CheckpointCollection

Entity to manage checkpoints, which provides CRUD interfaces to handle checkpoint. As checkpoint is a karbor internal entity, one checkpoint operation is actually composed by combination of several BankPlugin atomic operations.

Take create_checkpoint as example, it will first acquire write lease (there will be detailed lease design doc) to avoid conflict with GC deletion, then it needs create key/value for checkpoint itself. After that, it will build multiple indexes for easier list checkpoints.

Typical scenario

A typical scenario will start from a triggered operation being sent through RPC call to Protection Service.

Let’s take action protect as the example and analyze the sequence together with the class graph:

https://raw.githubusercontent.com/openstack/karbor/master/doc/images/protection-service/protect-rpc-call-seq-diagram.png

1. Karbor Operation Engine

who is responsible for triggering operation according to time schedule or events, will call RPC call of Protection Service: execute_operation(backup_plan:Bac,upPlan, action:Action);

2. ProtectionManager

who plays as one of the RPC server endpoints, and will handle this RPC call by following sequence:

2.1 CreateCheckpointTask:

This task will be the start point task of the graph flow. This task will call the unique instance of class Checkpoints:create_checkpoint(plan:ProtectionPlan), to create one checkpoint to persist the status of the action execution.

The instance of Checkpoints will retrieve the Provider from input parameter BackupPlan, and get the unique instance of BankPlugin.

While BankPlugin provides interfaces for CRUD key/values in Bank and lease interfaces to avoid write/delete conflict, Checkpoints is responsible for the whole procedure of create checkpoint, including grant lease, create key/value of checkpoint, build indexes etc. through composing calls to BankPlugin

2.2 Call ProtectionProvider to build the resource flow

This task is built by walking through resource tree (see Pluggable protection provider doc), which will return a graph flow. The result graph flow is composed of tasks representing the activities of the ProtectionPlugin for each resource, and the links between the tasks according to the activities type, and resource dependencies.

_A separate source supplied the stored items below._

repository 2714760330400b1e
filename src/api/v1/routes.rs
/*
 * Responsibility
 * - v1 の URL 構造を定義
 * - route group ごとに guard の順序付きリストを適用して merge する
 */
use axum::{Router, routing::get};

use crate::api::v1::handlers::{health::health, internal, session};
use crate::middleware::guards::{self, Guard};
use crate::state::AppState;

pub fn routes(state: &AppState) -> Router<AppState> {
    let public = Router::new().route("/health", get(health));

    let session = guards::apply(
        Router::new().route("/me", get(session::me)),
        state,
        &[Guard::CheckCredentials],
    );

    let profile = guards::apply(
        Router::new().route("/profile", get(session::profile)),
        state,
        &[Guard::CheckCredentials, Guard::Authenticated],
    );

    let admin = guards::apply(
        Router::new().route("/admin", get(session::admin)),
        state,
        &[Guard::CheckCredentials, Guard::AdminOnly],
    );

    let secure = guards::apply(
        Router::new().route("/secure", get(session::profile)),
        state,
        &[
            Guard::HttpsRequired,
            Guard::CheckCredentials,
            Guard::Authenticated,
        ],
    );

    let internal_status = guards::apply(
        Router::new().route("/internal/status", get(internal::status)),
        state,
        &[Guard::VpcOnly],
    );

    let internal_store = guards::apply(
        Router::new().route("/internal/store", get(internal::store)),
        state,
        &[Guard::VpcOnly, Guard::StoreFacility],
    );

    public
        .merge(session)
        .merge(profile)
        .merge(admin)
        .merge(secure)
        .merge(internal_status)
        .merge(internal_store)
}
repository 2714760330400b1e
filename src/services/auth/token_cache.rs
use std::{sync::Arc, time::Duration};

use async_trait::async_trait;

use crate::services::{
    auth::{
        identity::Identity,
        validator::{TokenValidator, ValidationError},
    },
    store::StoreClient,
};

/// Validator that remembers validated tokens in the store.
///
/// A hit skips the identity service; a miss delegates to `inner` and stores the
/// identity JSON with the configured TTL. Store failures are logged and the
/// call falls through to `inner` (the cache never decides authentication).
#[derive(Clone)]
pub struct CachedValidator<S: StoreClient> {
    inner: Arc<dyn TokenValidator>,
    store: S,
    ttl: Duration,
    prefix: &'static str,
}

impl<S: StoreClient> CachedValidator<S> {
    pub fn new(inner: Arc<dyn TokenValidator>, store: S, ttl: Duration) -> Self {
        Self {
            inner,
            store,
            ttl,
            prefix: "authtoken",
        }
    }

    fn key(&self, token: &str) -> String {
        format!("{}:{}", self.prefix, token)
    }

    async fn lookup(&self, key: &str) -> Option<Identity> {
        match self.store.get_string(key).await {
            Ok(Some(raw)) => match serde_json::from_str(&raw) {
                Ok(identity) => Some(identity),
                Err(err) => {
                    tracing::warn!(error = %err, "discarding undecodable cached identity");
                    None
                }
            },
            Ok(None) => None,
            Err(err) => {
                tracing::warn!(
                    backend = self.store.backend_name(),
                    error = %err,
                    "token cache lookup failed"
                );
                None
            }
        }
    }
}

#[async_trait]
impl<S: StoreClient> TokenValidator for CachedValidator<S> {
    async fn validate(&self, token: &str) -> Result<Identity, ValidationError> {
        let key = self.key(token);

        if let Some(identity) = self.lookup(&key).await {
            tracing::debug!("token found in cache");
            return Ok(identity);
        }

        let identity = self.inner.validate(token).await?;

        match serde_json::to_string(&identity) {
            Ok(raw) => {
                if let Err(err) = self.store.set_with_ttl(&key, &raw, self.ttl).await {
                    tracing::warn!(
                        backend = self.store.backend_name(),
                        error = %err,
                        "token cache store failed"
                    );
                }
            }
            Err(err) => tracing::warn!(error = %err, "identity not serializable"),
        }

        Ok(identity)
    }
}
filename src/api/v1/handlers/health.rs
/*
 * Responsibility
 * - GET /health (疎通用)
 * - guard を一切通さない route の確認用
 */
use axum::{Json, http::StatusCode, response::IntoResponse};
use serde_json::json;

pub async fn health() -> impl IntoResponse {
    (StatusCode::OK, Json(json!({"status": "ok"})))
}
//! Authorization gates.
//!
//! Each gate is a precondition checked before the handler runs. Identity gates
//! read the `RequestCtx` inserted by `check_credentials`; when it is missing the
//! request is anonymous.

use axum::{body::Body, http::Request, middleware::Next, response::Response};
use tracing::info;

use crate::api::v1::extractors::RequestCtx;
use crate::error::AppError;

/// Header set by the TLS-terminating proxy.
pub const SCHEME_HEADER: &str = "x-scheme";

pub async fn https_required(req: Request<Body>, next: Next) -> Result<Response, AppError> {
    let scheme = req
        .headers()
        .get(SCHEME_HEADER)
        .and_then(|v| v.to_str().ok())
        .unwrap_or("http");

    if scheme != "https" {
        return Err(AppError::forbidden("A SSL (https) connection is required."));
    }

    info!("HTTPS connection verified.");
    Ok(next.run(req).await)
}

pub async fn api_authenticated(req: Request<Body>, next: Next) -> Result<Response, AppError> {
    let ctx = request_ctx(&req);

    if !ctx.is_authenticated() {
        info!("Request not authenticated.");
        return Err(if ctx.token_invalid {
            AppError::unauthorized("Authentication credentials is invalid.")
        } else {
            AppError::unauthorized("Authentication required.")
        });
    }

    Ok(next.run(req).await)
}

pub async fn allow_admin(req: Request<Body>, next: Next) -> Result<Response, AppError> {
    let ctx = request_ctx(&req);

    let Some(user) = ctx.current_user.as_ref() else {
        return Err(AppError::unauthorized("Acesso querer autenticação."));
    };

    if !user.is_administrator() {
        return Err(AppError::forbidden(
            "Acesso permitido somente aos administradores.",
        ));
    }

    Ok(next.run(req).await)
}

fn request_ctx(req: &Request<Body>) -> RequestCtx {
    req.extensions()
        .get::<RequestCtx>()
        .cloned()
        .unwrap_or_default()
}
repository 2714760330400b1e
pub mod session;
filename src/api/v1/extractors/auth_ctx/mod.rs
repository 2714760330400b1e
/*!
 * Request context extractors
 *
 * Responsibility:
 * - check_credentials が解決したコンテキスト（RequestCtx）を handler に提供する
 * - HTTP / axum 依存は core に閉じ込め、型定義は types に分離する
 *
 * Public API:
 * - RequestCtx
 * - CurrentUser
 */

mod core;
mod types;

pub use core::CurrentUser;
pub use types::RequestCtx;
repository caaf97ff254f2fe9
pub mod config;
pub mod tftp;
//! TFTP server implementation
//!
//! This module provides complete TFTP server functionality:
//! - `server`: Listener on the well-known port, validates requests
//! - `scheduler`: Runs each transfer on its own port and thread
//! - `config`: Server configuration

pub mod config;
mod scheduler;
mod server_impl;

use anyhow::Result;
use std::path::PathBuf;

// Public server types
pub use config::Config;
pub use scheduler::{Request, Scheduler, SessionInfo};
pub use server_impl::Server;

/// Run the TFTP server with CLI arguments and optional configuration
pub fn run_with_config(
    ip: String,
    port: u16,
    path: PathBuf,
    read_only: bool,
    max_sessions: Option<usize>,
    config: Option<Config>,
) -> Result<()> {
    let server_config = config.unwrap_or_default();
    let config = server_config.merge_cli(ip, port, path, read_only, max_sessions);

    let addr = config.bind_addr()?;
    let session = config.session_config();

    log::info!("Starting TFTP server on {}", addr);
    log::info!("Serving directory: {}", config.root().display());
    log::info!("Read-only mode: {}", config.is_read_only());
    log::info!("Overwrite existing files: {}", config.allows_overwrite());
    log::info!(
        "Timeout {:?}, {} retries, at most {} sessions",
        session.timeout,
        session.max_retries,
        config.session_limit()
    );

    let mut server = Server::new(&config)?;

    log::info!("TFTP server listening, press Ctrl+C to stop");
    server.listen();

    Ok(())
}
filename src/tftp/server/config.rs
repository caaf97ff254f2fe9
use std::net::{IpAddr, Ipv4Addr, SocketAddr};
use std::path::PathBuf;
use std::time::Duration;

use anyhow::Context;
use serde::{Deserialize, Serialize};

use crate::tftp::core::SessionConfig;
use crate::tftp::core::session::{DEFAULT_MAX_RETRIES, DEFAULT_TIMEOUT};

pub const DEFAULT_PORT: u16 = 69;
pub const DEFAULT_MAX_SESSIONS: usize = 64;

/// TFTP server configuration
///
/// Every field is optional so the same struct can be read from the
/// `[tftpd]` section of the configuration file and then completed from the
/// command line with [`Config::merge_cli`].
///
/// # Example
///
/// ```rust
/// use tftpkit::tftp::server::Config;
/// use std::path::PathBuf;
///
/// let config = Config::default().merge_cli(
///     "127.0.0.1".to_string(),
///     6969,
///     PathBuf::from("/tmp/tftp"),
///     false,
///     None,
/// );
/// assert_eq!(config.port, Some(6969));
/// ```
#[derive(Debug, Clone, Serialize, Deserialize, Default)]
pub struct Config {
    /// IP address to listen on
    #[serde(skip_serializing_if = "Option::is_none")]
    pub ip: Option<String>,
    /// Well-known port for incoming requests
    #[serde(skip_serializing_if = "Option::is_none")]
    pub port: Option<u16>,
    /// Storage root; every transferred file lives below it
    #[serde(skip_serializing_if = "Option::is_none")]
    pub directory: Option<PathBuf>,
    /// Reject all write requests
    #[serde(skip_serializing_if = "Option::is_none")]
    pub read_only: Option<bool>,
    /// Allow WRQ to replace an existing file
    #[serde(skip_serializing_if = "Option::is_none")]
    pub overwrite: Option<bool>,
    /// Retransmission timeout
    #[serde(skip_serializing_if = "Option::is_none", with = "humantime_serde", default)]
    pub timeout: Option<Duration>,
    /// Consecutive timeouts before a session is abandoned
    #[serde(skip_serializing_if = "Option::is_none")]
    pub max_retries: Option<u32>,
    /// Concurrent sessions before new requests are dropped
    #[serde(skip_serializing_if = "Option::is_none")]
    pub max_sessions: Option<usize>,
}

impl Config {
    /// Configuration with every field filled in, used by `genconfig`.
    pub fn with_defaults() -> Self {
        Self {
            ip: Some("0.0.0.0".to_string()),
            port: Some(DEFAULT_PORT),
            directory: Some(PathBuf::from(".")),
            read_only: Some(false),
            overwrite: Some(true),
            timeout: Some(DEFAULT_TIMEOUT),
            max_retries: Some(DEFAULT_MAX_RETRIES),
            max_sessions: Some(DEFAULT_MAX_SESSIONS),
        }
    }

    /// Fills the gaps left by the configuration file with CLI values.
    pub fn merge_cli(
        mut self,
        cli_ip: String,
        cli_port: u16,
        cli_directory: PathBuf,
        cli_read_only: bool,
        cli_max_sessions: Option<usize>,
    ) -> Self {
        if self.ip.is_none() {
            self.ip = Some(cli_ip);
        }
        if self.port.is_none() {
            self.port = Some(cli_port);
        }
        if self.directory.is_none() {
            self.directory = Some(cli_directory);
        }
        // Read-only is sticky: either source can turn it on.
        self.read_only = Some(self.read_only.unwrap_or(false) || cli_read_only);
        if self.max_sessions.is_none() {
            self.max_sessions = cli_max_sessions;
        }
        self
    }

    pub fn bind_addr(&self) -> anyhow::Result<SocketAddr> {
        let ip: IpAddr = match self.ip.as_deref() {
            Some(ip) => ip
                .parse()
                .with_context(|| format!("Invalid IP address '{}'", ip))?,
            None => IpAddr::V4(Ipv4Addr::UNSPECIFIED),
        };
        Ok(SocketAddr::new(ip, self.port.unwrap_or(DEFAULT_PORT)))
    }

    pub fn root(&self) -> PathBuf {
        self.directory.clone().unwrap_or_else(|| PathBuf::from("."))
    }

    pub fn is_read_only(&self) -> bool {
        self.read_only.unwrap_or(false)
    }

    pub fn allows_overwrite(&self) -> bool {
        self.overwrite.unwrap_or(true)
    }

    pub fn session_config(&self) -> SessionConfig {
        SessionConfig {
            timeout: self.timeout.unwrap_or(DEFAULT_TIMEOUT),
            max_retries: self.max_retries.unwrap_or(DEFAULT_MAX_RETRIES).max(1),
        }
    }

    pub fn session_limit(&self) -> usize {
        self.max_sessions.unwrap_or(DEFAULT_MAX_SESSIONS).max(1)
    }
}
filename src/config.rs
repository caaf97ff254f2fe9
use log::info;
use serde::{Deserialize, Serialize};
use std::fs;
use std::path::Path;

use anyhow::Context;

use crate::tftp::client::config::TftpcConfigFile;
use crate::tftp::server::config::Config as TftpdConfig;

pub const CONFIG_FILE: &str = ".tftpkit.toml";

#[derive(Debug, Clone, Serialize, Deserialize, Default)]
pub struct AppConfig {
    #[serde(default, skip_serializing_if = "Option::is_none")]
    pub tftpd: Option<TftpdConfig>,
    #[serde(default, skip_serializing_if = "Option::is_none")]
    pub tftpc: Option<TftpcConfigFile>,
}

impl AppConfig {
    pub fn load_from_file(path: impl AsRef<Path>) -> anyhow::Result<Self> {
        let path = path.as_ref();
        let content =
            fs::read_to_string(path).with_context(|| format!("Failed to read {}", path.display()))?;
        let config: AppConfig =
            toml::from_str(&content).with_context(|| format!("Failed to parse {}", path.display()))?;
        Ok(config)
    }

    pub fn generate_config_file(force: bool) -> anyhow::Result<()> {
        Self::write_config_file(Path::new(CONFIG_FILE), force)?;

        info!("Configuration file generated: {}", CONFIG_FILE);
        info!("Contains full configuration (server + client)");
        info!("Please edit this file to customize configuration");
        Ok(())
    }

    fn write_config_file(path: &Path, force: bool) -> anyhow::Result<()> {
        if path.exists() && !force {
            anyhow::bail!(
                "Configuration file {} already exists. Use --force to overwrite.",
                path.display()
            );
        }

        fs::write(path, Self::generate_full_config()?)
            .with_context(|| format!("Failed to write {}", path.display()))
    }

    pub fn generate_full_config() -> anyhow::Result<String> {
        let config = AppConfig {
            tftpd: Some(TftpdConfig::with_defaults()),
            tftpc: Some(TftpcConfigFile::with_defaults()),
        };
        let toml_content = toml::to_string_pretty(&config)?;
        Ok(format!(
            "# tftpkit configuration file\n# All fields are optional, values here take precedence over command line arguments\n\n{}",
            toml_content
        ))
    }
}
//! TFTP core protocol implementation
//!
//! This module contains the pieces shared by the server and the client:
//! - `packet`: packet serialization and deserialization
//! - `socket`: datagram transport with bounded receives
//! - `session`: the stop-and-wait transfer state machine
//! - `lock`: per-filename reader/writer locks

pub mod lock;
mod packet;
pub mod session;
mod socket;

// Public core types
pub use lock::{FileGuard, LockRegistry, ReadGuard, WriteGuard};
pub use packet::{ErrorCode, MAX_DATA_SIZE, MAX_PACKET_SIZE, OCTET_MODE, Packet, PacketError};
pub use session::{
    Direction, Opening, SessionConfig, SessionError, State, TransferReport, TransferSession,
};
pub use socket::{Received, Socket};
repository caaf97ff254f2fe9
//! TFTP client implementation
//!
//! This module provides TFTP client functionality:
//! - File download (GET/RRQ)
//! - File upload (PUT/WRQ)
//!
//! Transfers always use octet mode and 512-byte blocks.
//!
//! # Usage Examples
//!
//! ## Download file
//!
//! ```rust,no_run
//! use tftpkit::tftp::client::Client;
//! use tftpkit::tftp::client::config::ClientConfig;
//! use std::path::Path;
//!
//! let config = ClientConfig::new("192.168.1.100".to_string(), 69);
//! let client = Client::new(config).unwrap();
//! client.get("remote.txt", Path::new("local.txt")).unwrap();
//! ```
//!
//! ## Upload file
//!
//! ```rust,no_run
//! use tftpkit::tftp::client::Client;
//! use tftpkit::tftp::client::config::ClientConfig;
//! use std::path::Path;
//!
//! let config = ClientConfig::new("192.168.1.100".to_string(), 69);
//! let client = Client::new(config).unwrap();
//! client.put(Path::new("local.txt"), "remote.txt").unwrap();
//! ```
//!
//! # Command Line Usage
//!
//! ```bash
//! # Download file
//! tftpkit tftpc get 192.168.1.100 remote.txt [local.txt]
//!
//! # Upload file
//! tftpkit tftpc put 192.168.1.100 local.txt [remote.txt]
//! ```

mod client_impl;
pub mod config;

use anyhow::Result;
use clap::Subcommand;
use std::path::PathBuf;

pub use client_impl::Client;

#[derive(Subcommand)]
pub enum TftpcAction {
    /// Download a file from TFTP server (RRQ)
    Get {
        /// Server IP address or hostname
        server: String,

        /// Remote file name on server
        remote_file: String,

        /// Local file path (defaults to remote file name)
        #[arg(value_name = "LOCAL_FILE")]
        local_file: Option<PathBuf>,

        /// Server port
        #[arg(short, long, default_value = "69")]
        port: u16,

        /// Timeout in seconds
        #[arg(short, long, default_value = "5")]
        timeout: u64,
    },

    /// Upload a file to TFTP server (WRQ)
    Put {
        /// Server IP address or hostname
        server: String,

        /// Local file path to upload
        local_file: PathBuf,

        /// Remote file name on server (defaults to local file name)
        #[arg(value_name = "REMOTE_FILE")]
        remote_file: Option<String>,

        /// Server port
        #[arg(short, long, default_value = "69")]
        port: u16,

        /// Timeout in seconds
        #[arg(short, long, default_value = "5")]
        timeout: u64,
    },
}

/// Run TFTP client command with configuration
pub fn run_with_config(action: TftpcAction, config: Option<&config::TftpcConfigFile>) -> Result<()> {
    match action {
        TftpcAction::Get {
            server,
            remote_file,
            local_file,
            port,
            timeout,
        } => {
            let client_config = config.and_then(|c| c.get.clone()).unwrap_or_default();
            let cfg = client_config.merge_cli(server, port, timeout);

            let local_path = local_file.unwrap_or_else(|| {
                // Only the last segment of the remote name lands locally.
                PathBuf::from(remote_file.rsplit('/').next().unwrap_or(&remote_file))
            });

            let client = Client::new(cfg)?;
            log::info!("Downloading {} from {}", remote_file, client.server_addr());
            log::info!("Saving to: {}", local_path.display());

            client.get(&remote_file, &local_path)?;

            log::info!("Download completed successfully");
        }

        TftpcAction::Put {
            server,
            local_file,
            remote_file,
            port,
            timeout,
        } => {
            let client_config = config.and_then(|c| c.put.clone()).unwrap_or_default();
            let cfg = client_config.merge_cli(server, port, timeout);

            if !local_file.is_file() {
                log::error!("Local file does not exist: {}", local_file.display());
                return Err(anyhow::anyhow!("Local file does not exist"));
            }

            let remote_name = match remote_file {
                Some(name) => name,
                None => local_file
                    .file_name()
                    .and_then(|n| n.to_str())
                    .ok_or_else(|| anyhow::anyhow!("Cannot derive a remote name from {}", local_file.display()))?
                    .to_string(),
            };

            let client = Client::new(cfg)?;
            log::info!("Uploading {} to {}", local_file.display(), client.server_addr());
            log::info!("Remote file: {}", remote_name);

            client.put(&local_file, &remote_name)?;

            log::info!("Upload completed successfully");
        }
    }
    Ok(())
}
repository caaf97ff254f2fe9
use serde::{Deserialize, Serialize};
use std::time::Duration;

use crate::tftp::core::SessionConfig;
use crate::tftp::core::session::{DEFAULT_MAX_RETRIES, DEFAULT_TIMEOUT};

/// `[tftpc]` section of the configuration file.
#[derive(Debug, Clone, Serialize, Deserialize, Default)]
pub struct TftpcConfigFile {
    #[serde(default, skip_serializing_if = "Option::is_none")]
    pub get: Option<ClientConfig>,
    #[serde(default, skip_serializing_if = "Option::is_none")]
    pub put: Option<ClientConfig>,
}

impl TftpcConfigFile {
    pub fn with_defaults() -> Self {
        Self {
            get: Some(ClientConfig::with_defaults()),
            put: Some(ClientConfig::with_defaults()),
        }
    }
}

#[derive(Debug, Clone, Serialize, Deserialize, Default)]
pub struct ClientConfig {
    #[serde(skip_serializing_if = "Option::is_none")]
    pub server: Option<String>,
    #[serde(skip_serializing_if = "Option::is_none")]
    pub port: Option<u16>,
    #[serde(skip_serializing_if = "Option::is_none", with = "humantime_serde", default)]
    pub timeout: Option<Duration>,
    #[serde(skip_serializing_if = "Option::is_none")]
    pub max_retries: Option<u32>,
}

impl ClientConfig {
    pub fn new(server: String, port: u16) -> Self {
        Self {
            server: Some(server),
            port: Some(port),
            timeout: Some(DEFAULT_TIMEOUT),
            max_retries: Some(DEFAULT_MAX_RETRIES),
        }
    }

    /// Everything but the server, which has no sensible default.
    fn with_defaults() -> Self {
        Self {
            server: None,
            port: Some(69),
            timeout: Some(DEFAULT_TIMEOUT),
            max_retries: Some(DEFAULT_MAX_RETRIES),
        }
    }

    pub fn merge_cli(mut self, cli_server: String, cli_port: u16, cli_timeout: u64) -> Self {
        // CLI args are used if config file doesn't specify them
        // (File > CLI)
        if self.server.is_none() {
            self.server = Some(cli_server);
        }
        if self.port.is_none() {
            self.port = Some(cli_port);
        }
        if self.timeout.is_none() {
            self.timeout = Some(Duration::from_secs(cli_timeout));
        }
        if self.max_retries.is_none() {
            self.max_retries = Some(DEFAULT_MAX_RETRIES);
        }
        self
    }

    pub fn with_timeout(mut self, timeout: Duration) -> Self {
        self.timeout = Some(timeout);
        self
    }

    pub fn with_max_retries(mut self, max_retries: u32) -> Self {
        self.max_retries = Some(max_retries);
        self
    }

    pub fn session_config(&self) -> SessionConfig {
        SessionConfig {
            timeout: self.timeout.unwrap_or(DEFAULT_TIMEOUT),
            max_retries: self.max_retries.unwrap_or(DEFAULT_MAX_RETRIES).max(1),
        }
    }
}
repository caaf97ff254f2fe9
use super::Packet;
use super::packet::MAX_PACKET_SIZE;
use std::{
    io::ErrorKind,
    net::{SocketAddr, UdpSocket},
    time::Duration,
};

/// Outcome of a bounded receive.
#[derive(Debug, Clone, PartialEq, Eq)]
pub enum Received {
    /// Raw bytes of one datagram and the address it came from.
    Datagram(Vec<u8>, SocketAddr),
    /// Nothing arrived before the timeout elapsed.
    TimedOut,
}

/// Socket `trait` is the datagram transport used by transfer sessions and
/// the listener. Receiving never blocks longer than the supplied timeout;
/// a quiet peer is reported as [`Received::TimedOut`] instead of an error.
pub trait Socket: Send + 'static {
    /// Sends a [`Packet`] to the specified remote address.
    fn send_to(&self, packet: &Packet, to: SocketAddr) -> anyhow::Result<()> {
        self.send_raw(&packet.serialize()?, to)
    }
    /// Sends already encoded bytes, used to retransmit a packet verbatim.
    fn send_raw(&self, bytes: &[u8], to: SocketAddr) -> anyhow::Result<()>;
    /// Waits at most `timeout` for the next datagram from anyone.
    fn recv_from(&self, timeout: Duration) -> anyhow::Result<Received>;
    /// Returns the local address, which is the session's TID.
    fn local_addr(&self) -> anyhow::Result<SocketAddr>;
}

impl Socket for UdpSocket {
    fn send_raw(&self, bytes: &[u8], to: SocketAddr) -> anyhow::Result<()> {
        UdpSocket::send_to(self, bytes, to)?;

        Ok(())
    }

    fn recv_from(&self, timeout: Duration) -> anyhow::Result<Received> {
        // A zero duration is rejected by set_read_timeout.
        let timeout = timeout.max(Duration::from_millis(1));
        self.set_read_timeout(Some(timeout))?;

        // One spare byte so an oversized datagram is not silently truncated
        // into a valid looking one.
        let mut buf = [0u8; MAX_PACKET_SIZE + 1];
        match UdpSocket::recv_from(self, &mut buf) {
            Ok((amt, from)) => Ok(Received::Datagram(buf[..amt].to_vec(), from)),
            Err(e) if e.kind() == ErrorKind::WouldBlock || e.kind() == ErrorKind::TimedOut => {
                Ok(Received::TimedOut)
            }
            Err(e) => Err(e.into()),
        }
    }

    fn local_addr(&self) -> anyhow::Result<SocketAddr> {
        Ok(UdpSocket::local_addr(self)?)
    }
}

impl<T: Socket + ?Sized> Socket for Box<T> {
    fn send_raw(&self, bytes: &[u8], to: SocketAddr) -> anyhow::Result<()> {
        (**self).send_raw(bytes, to)
    }

    fn recv_from(&self, timeout: Duration) -> anyhow::Result<Received> {
        (**self).recv_from(timeout)
    }

    fn local_addr(&self) -> anyhow::Result<SocketAddr> {
        (**self).local_addr()
    }
}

The graph flow returned by ProtectionProvider would be added to the top layer task flow, right behind the start point task CreateCheckpointTask, and will be executed with parallel engine.

The protection plugin is responsible for storing the ProtectionData (backup id, snapshot id, image id, etc) into the Bank under the corresponding ProtectionDefinition.

2.3 CompleteCheckpointTask

This task is added into the top layer task flow right after the task flow built form ProtectProvider, which will be executed only when all tasks ahead of it have been completed successfully. This task will update the checkpoint status to be available, and commit it to the bank.